Implications of multimorbidity on healthcare utilisation and work productivity by socioeconomic groups: Cross-sectional analyses of Australia and Japan
AuthorSum, G; Ishida, M; Koh, GC-H; Singh, A; Oldenburg, B; Lee, JT
Source TitlePLOS ONE
PublisherPUBLIC LIBRARY SCIENCE
Document TypeJournal Article
CitationsSum, G., Ishida, M., Koh, G. C. -H., Singh, A., Oldenburg, B. & Lee, J. T. (2020). Implications of multimorbidity on healthcare utilisation and work productivity by socioeconomic groups: Cross-sectional analyses of Australia and Japan. PLOS ONE, 15 (4), https://doi.org/10.1371/journal.pone.0232281.
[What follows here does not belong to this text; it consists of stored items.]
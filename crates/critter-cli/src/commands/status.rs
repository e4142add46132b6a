//! `critter status` — reconcile, persist, and print the pet's stats.

use std::path::Path;

use colored::Colorize;
use comfy_table::{ContentArrangement, Table};

use critter_core::Mood;

use super::{load_sim, open_store, persist};

pub fn run(dir: Option<&Path>) -> Result<(), String> {
    let store = open_store(dir)?;
    let sim = load_sim(&store)?;
    persist(&store, &sim)?;

    let state = sim.state();
    let mood = sim.mood();

    println!(
        "  {} the {} {}",
        sim.identity().name.bold(),
        sim.identity().kind,
        format!("({} days old)", state.age_days).dimmed()
    );
    println!("  {}", mood.status_line(state));
    println!();

    let mut table = Table::new();
    table
        .set_content_arrangement(ContentArrangement::Dynamic)
        .set_header(vec!["stat", "value"]);
    table.add_row(vec!["hunger".to_string(), format!("{:.0} / 100", state.hunger)]);
    table.add_row(vec![
        "happiness".to_string(),
        format!("{:.0} / 100", state.happiness),
    ]);
    table.add_row(vec!["mood".to_string(), mood.to_string()]);
    table.add_row(vec![
        "droppings".to_string(),
        state.droppings.to_string(),
    ]);
    println!("{table}");

    if mood == Mood::Sad {
        println!();
        println!("  {}", "Your pet needs some care!".yellow());
    }
    Ok(())
}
Access StatusAccess this item via the Open Access location
Open Access at PMChttp://www.ncbi.nlm.nih.gov/pmc/articles/PMC7188213
BACKGROUND: Multimorbidity, the presence of 2 or more non-communicable diseases (NCDs), is a major contributor to inequalities of health in Australia and Japan. We use nationally representative data to examine (i) the relationships between multimorbidity with healthcare utilisation and productivity loss and (ii) whether these relationships differed by socioeconomic groups. METHODS: Cross-sectional analyses using the Household, Income, and Labour Dynamics in Australia (HILDA) and the Japanese Study of Aging and Retirement (JSTAR) surveys. We examined 6,382 (HILDA) and 3,503 (JSTAR) adults aged ≥50 years. We applied multivariable regression, logistic and negative binomial models. RESULTS: Prevalence of multimorbidity was overall 38.6% (46.0%, 36.1%, 28.9% amongst those in the lowest, middle and highest education group, respectively) in Australia, and 28.4% (33.9%, 24.6%, 16.6% amongst those in the lowest, middle and highest education group, respectively) in Japan. In Australia and Japan, more NCDs was associated with greater healthcare utilisation. In Australia and Japan, more NCDs was associated with higher mean number of sick leave days amongst the employed and lower odds of being employed despite being in the labour force. The association between multimorbidity and lower retirement age was found in Australia only. CONCLUSION: Having more NCDs pose significant economic burden to the health system and wider society in Australia and Japan. Targeted policies are critical to improve financial protection, especially for lower income groups who are more likely to have multiple NCDs. These individuals incur both high direct and indirect costs, which lead to a greater risk of impoverishment.